The initial test to see if a patient will benefit from ITB, requires the administration of an intrathecal test dose of Baclofen. This is usually done via a lumbar puncture, and the patient is then monitored for a reduction of spasticity. If a reduction of spasticity is observed, then the patient is usually considered for the implantation of a pump.

Pump Implantation and Surgery

The Baclofen pump is implanted under surgical conditions and requires two incisions. One incision is made in the lower abdomen, and a small pocket under the skin is created in which to place the pump. Another small incision is made in the lumbar region of the back, and a thin tube is tunneled under the skin around the side of the abdomen to join the pump. The tip of the tubing is placed into the intrathecal space using an spinal introducer, and positioned using an X-Ray Mylogram to ensure the correct placement of the catheter tip. The tip of the catheter usually rests between the 1st and 2nd lumbar vertebrae.

Dosage Adjustment

In a programmable pump, the dosage is adjusted by computer, and transmitted to the pump. In a gas driven pump, a perceived safe dosage is filled into the reservoir, and the patient is then monitored.

No further alterations are then made to the dosage for at least 24 hours, as it can take time for the drug to work it's way through the tubing and into the intrathecal space. If after this time the patient is still not responding to the Baclofen, the dosage of a electronic pump may be increased slightly, and the patient monitored. In the case of a gas driven pump, the dosage has to be changed by emptying the pump of Baclofen, and refilling it with a stronger dosage.

Refilling the Pump and Maintenance

Depending on the reservoir in the pump, and volume of drug administered, the pump will need refilling every 4 to 12 weeks. If the pump becomes empty, the patient will notice a return of muscle spasms, and itching of the skin.

To refill an electronic pump, the pump is scanned by the computer telemetry, emptied, refilled and reprogrammed. The pump is refilled by passing a needle through the skin and into the pump via a silicone port built into the pump. This procedure takes about 20 minutes.

To refill a gas pump, a needle is placed through the skin and into the pump, the pump is then emptied, and refilled. As there is no programming to do, this can be quicker than refilling the electronic pump.

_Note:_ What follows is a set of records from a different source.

//! Per-window tiling state and its store.
//!
//! A [`TilingState`] records which span of which preset a window occupies:
//! the preset key, the linear index of the span's anchor (top-left) cell,
//! and the row/column extents. The [`StateStore`] keys these records by
//! [`WindowId`] — a plain value, so an entry never keeps a window alive.
//! Entries are pruned when the compositor reports the window closed.

use crate::catalog;
use crate::command::WindowId;
use std::collections::HashMap;

/// Which span of which grid preset a window occupies.
#[derive(Debug, Clone, PartialEq, Eq)]
pub struct TilingState {
    /// Key into the preset catalog.
    pub preset_key: String,
    /// Linear index of the span's anchor cell.
    pub index: usize,
    /// Rows covered by the span (≥ 1).
    pub row_span: usize,
    /// Columns covered by the span (≥ 1).
    pub col_span: usize,
}

impl TilingState {
    /// State for a window seen for the first time: a single cell in the
    /// middle of the given preset (falling back to the default preset for
    /// unknown keys).
    ///
    /// `total_cells / 2` is the center cell of the default 3×3 grid and
    /// stays in range for every preset, unlike a fixed start index.
    pub fn initial(preset_key: &str) -> Self {
        let (key, preset) = catalog::get_or_default(preset_key);
        Self {
            preset_key: key.to_string(),
            index: preset.total_cells() / 2,
            row_span: 1,
            col_span: 1,
        }
    }
}

/// All tracked windows' tiling states.
#[derive(Debug, Default)]
pub struct StateStore {
    states: HashMap<WindowId, TilingState>,
}

impl StateStore {
    pub fn new() -> Self {
        Self::default()
    }

    /// Look up a window's state, creating the initial state (seeded with
    /// `default_preset`) if the window has not been tiled before.
    pub fn get_or_insert(&mut self, window: WindowId, default_preset: &str) -> &TilingState {
        self.states
            .entry(window)
            .or_insert_with(|| TilingState::initial(default_preset))
    }

    /// Current state for a window, if any.
    pub fn get(&self, window: WindowId) -> Option<&TilingState> {
        self.states.get(&window)
    }

    /// Replace a window's state.
    pub fn set(&mut self, window: WindowId, state: TilingState) {
        self.states.insert(window, state);
    }

    /// Drop a window's state (window closed). Returns the removed state.
    pub fn remove(&mut self, window: WindowId) -> Option<TilingState> {
        self.states.remove(&window)
    }

    /// Number of tracked windows.
    pub fn len(&self) -> usize {
        self.states.len()
    }

    /// Whether no window is tracked.
    pub fn is_empty(&self) -> bool {
        self.states.is_empty()
    }
}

In the electronic pump, the battery lasts around 7 years, at which point the pump is replaced. However, the tubing is not replaced, and can be left in place and used again.

The gas driven pump will effectively last the lifetime of the patient, as there are no batteries. The only limitation is the seal in the pump through which the needle passes.

Risks and Complications

As with all surgical procedures requiring general anesthesia, the patient is at risk of infection, and due to the surgery of the intrathecal space, there may also be some spinal fluid leakage.

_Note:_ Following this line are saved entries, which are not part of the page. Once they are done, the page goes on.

//! Persisted user settings.
//!
//! Settings live in a JSON file, by default at
//! `$XDG_CONFIG_HOME/gridsnap/settings.json`. A missing file is not an
//! error — every value has a compiled-in default — but an unreadable or
//! unparseable file is: the daemon refuses to start on a broken store
//! rather than silently running with defaults the user did not choose.
//!
//! # Example
//!
//! ```json
//! {
//!   "animate-movement": true,
//!   "animation-duration": 150,
//!   "padding-inner": 8,
//!   "padding-outer": 8,
//!   "last-active-preset": "9"
//! }
//! ```

use crate::catalog;
use crate::geometry::Padding;
use crate::traits::SettingsStore;
use serde::{Deserialize, Serialize};
use std::path::PathBuf;
use std::time::Duration;

/// On-disk schema. Every field is optional; a minimal `{}` file is valid.
#[derive(Debug, Clone, Serialize, Deserialize)]
#[serde(default, rename_all = "kebab-case")]
struct SettingsDoc {
    /// Whether window placement is animated.
    animate_movement: bool,
    /// Placement animation length in **milliseconds**.
    animation_duration: u64,
    /// Gap between adjacent tiles, in pixels.
    padding_inner: i32,
    /// Gap between tiles and the work-area border, in pixels.
    padding_outer: i32,
    /// Key of the most recently applied grid preset.
    last_active_preset: String,
}

impl Default for SettingsDoc {
    fn default() -> Self {
        Self {
            animate_movement: true,
            animation_duration: 150,
            padding_inner: 8,
            padding_outer: 8,
            last_active_preset: catalog::DEFAULT_PRESET_KEY.to_string(),
        }
    }
}

/// File-backed [`SettingsStore`].
#[derive(Debug)]
pub struct FileSettings {
    path: PathBuf,
    doc: SettingsDoc,
}

impl FileSettings {
    /// Load settings from the JSON file at `path`.
    ///
    /// A missing file yields the defaults; any other read error, and any
    /// parse error, is fatal.
    pub fn load(path: PathBuf) -> Result<Self, SettingsError> {
        let doc = match std::fs::read_to_string(&path) {
            Ok(contents) => serde_json::from_str(&contents)
                .map_err(|e| SettingsError(format!("failed to parse {}: {}", path.display(), e)))?,
            Err(e) if e.kind() == std::io::ErrorKind::NotFound => SettingsDoc::default(),
            Err(e) => {
                return Err(SettingsError(format!(
                    "failed to read {}: {}",
                    path.display(),
                    e
                )))
            }
        };
        Ok(Self { path, doc })
    }

    /// The conventional settings path under the user's config directory.
    pub fn default_path() -> Result<PathBuf, SettingsError> {
        if let Some(dir) = std::env::var_os("XDG_CONFIG_HOME") {
            Ok(PathBuf::from(dir).join("gridsnap").join("settings.json"))
        } else if let Some(home) = std::env::var_os("HOME") {
            Ok(PathBuf::from(home)
                .join(".config")
                .join("gridsnap")
                .join("settings.json"))
        } else {
            Err(SettingsError(
                "neither XDG_CONFIG_HOME nor HOME is set".into(),
            ))
        }
    }

    fn persist(&self) -> Result<(), SettingsError> {
        if let Some(parent) = self.path.parent() {
            std::fs::create_dir_all(parent).map_err(|e| {
                SettingsError(format!("failed to create {}: {}", parent.display(), e))
            })?;
        }
        let contents = serde_json::to_string_pretty(&self.doc)
            .map_err(|e| SettingsError(format!("failed to serialize settings: {e}")))?;
        std::fs::write(&self.path, contents)
            .map_err(|e| SettingsError(format!("failed to write {}: {}", self.path.display(), e)))
    }
}

impl SettingsStore for FileSettings {
    type Error = SettingsError;

    fn animate_movement(&self) -> bool {
        self.doc.animate_movement
    }

    fn animation_duration(&self) -> Duration {
        Duration::from_millis(self.doc.animation_duration)
    }

    fn padding(&self) -> Padding {
        // Negative values in a hand-edited file would corrupt the geometry.
        Padding {
            inner: self.doc.padding_inner.max(0),
            outer: self.doc.padding_outer.max(0),
        }
    }

    fn last_active_preset(&self) -> String {
        self.doc.last_active_preset.clone()
    }

    fn set_last_active_preset(&mut self, key: &str) -> Result<(), SettingsError> {
        if self.doc.last_active_preset != key {
            self.doc.last_active_preset = key.to_string();
            self.persist()?;
        }
        Ok(())
    }
}

/// Error from loading, parsing, or persisting the settings file.
#[derive(Debug, thiserror::Error)]
#[error("settings error: {0}")]
pub struct SettingsError(String);

#[cfg(test)]
mod tests {
    use super::*;
    use std::sync::atomic::{AtomicUsize, Ordering};

    /// A unique path in the system temp dir that does not exist yet.
    fn temp_path() -> PathBuf {
        static COUNTER: AtomicUsize = AtomicUsize::new(0);
        let n = COUNTER.fetch_add(1, Ordering::Relaxed);
        std::env::temp_dir().join(format!(
            "gridsnap-settings-test-{}-{}.json",
            std::process::id(),
            n
        ))
    }

    struct Cleanup(PathBuf);
    impl Drop for Cleanup {
        fn drop(&mut self) {
            let _ = std::fs::remove_file(&self.0);
        }
    }

    #[test]
    fn missing_file_yields_defaults() {
        let settings = FileSettings::load(temp_path()).unwrap();
        assert!(settings.animate_movement());
        assert_eq!(settings.animation_duration(), Duration::from_millis(150));
        assert_eq!(settings.padding(), Padding { inner: 8, outer: 8 });
        assert_eq!(settings.last_active_preset(), "9");
    }

    #[test]
    fn full_file_round_trips() {
        let path = temp_path();
        let _cleanup = Cleanup(path.clone());
        std::fs::write(
            &path,
            r#"{
                "animate-movement": false,
                "animation-duration": 300,
                "padding-inner": 4,
                "padding-outer": 16,
                "last-active-preset": "5"
            }"#,
        )
        .unwrap();

        let settings = FileSettings::load(path).unwrap();
        assert!(!settings.animate_movement());
        assert_eq!(settings.animation_duration(), Duration::from_millis(300));
        assert_eq!(settings.padding(), Padding { inner: 4, outer: 16 });
        assert_eq!(settings.last_active_preset(), "5");
    }

    #[test]
    fn partial_file_fills_in_defaults() {
        let path = temp_path();
        let _cleanup = Cleanup(path.clone());
        std::fs::write(&path, r#"{ "padding-inner": 0 }"#).unwrap();

        let settings = FileSettings::load(path).unwrap();
        assert_eq!(settings.padding(), Padding { inner: 0, outer: 8 });
        assert!(settings.animate_movement());
    }

    #[test]
    fn unknown_keys_are_ignored() {
        let path = temp_path();
        let _cleanup = Cleanup(path.clone());
        std::fs::write(&path, r#"{ "future-setting": 42 }"#).unwrap();
        assert!(FileSettings::load(path).is_ok());
    }

    #[test]
    fn corrupt_file_is_an_error() {
        let path = temp_path();
        let _cleanup = Cleanup(path.clone());
        std::fs::write(&path, "not json").unwrap();
        assert!(FileSettings::load(path).is_err());
    }

    #[test]
    fn unreadable_directory_is_an_error() {
        // A directory at the settings path is readable as a path but not
        // as a file, and must not fall back to defaults.
        let path = temp_path();
        std::fs::create_dir(&path).unwrap();
        let result = FileSettings::load(path.clone());
        std::fs::remove_dir(&path).unwrap();
        assert!(result.is_err());
    }

    #[test]
    fn negative_padding_is_clamped() {
        let path = temp_path();
        let _cleanup = Cleanup(path.clone());
        std::fs::write(&path, r#"{ "padding-inner": -5, "padding-outer": -1 }"#).unwrap();
        let settings = FileSettings::load(path).unwrap();
        assert_eq!(settings.padding(), Padding { inner: 0, outer: 0 });
    }

    #[test]
    fn set_last_active_preset_persists() {
        let path = temp_path();
        let _cleanup = Cleanup(path.clone());

        let mut settings = FileSettings::load(path.clone()).unwrap();
        settings.set_last_active_preset("7").unwrap();

        let reloaded = FileSettings::load(path).unwrap();
        assert_eq!(reloaded.last_active_preset(), "7");
        // The untouched values survive the write-back.
        assert_eq!(reloaded.animation_duration(), Duration::from_millis(150));
    }

    #[test]
    fn setting_the_same_preset_does_not_touch_the_file() {
        let path = temp_path();
        let mut settings = FileSettings::load(path.clone()).unwrap();
        settings.set_last_active_preset("9").unwrap();
        assert!(!path.exists(), "unchanged value should not create the file");
    }

    #[test]
    fn disk_format_uses_kebab_case_keys() {
        let path = temp_path();
        let _cleanup = Cleanup(path.clone());
        let mut settings = FileSettings::load(path.clone()).unwrap();
        settings.set_last_active_preset("3").unwrap();

        let on_disk = std::fs::read_to_string(&path).unwrap();
        assert!(on_disk.contains("\"last-active-preset\""));
        assert!(on_disk.contains("\"animate-movement\""));
    }
}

Sometimes the dosage in the pump may be too high, and this can result in drowsiness, nausea, headache, muscle weakness and light-headedness. In these cases, the Baclofen dosage must be reduced using the methods explained earlier.

As the pump is an electro / mechanical device, it may become faulty and malfunction. Typical examples are of a flat battery, kinking of the tubing/catheter, disconnection of the catheter to the pump, and dislodging of the catheter tip in the intrathecal space.

If an overdose of Baclofen is suspected, the patient should be admitted to hospital for urgent evaluation. If a fault is suspected in the pump, medical or surgical intervention may be required.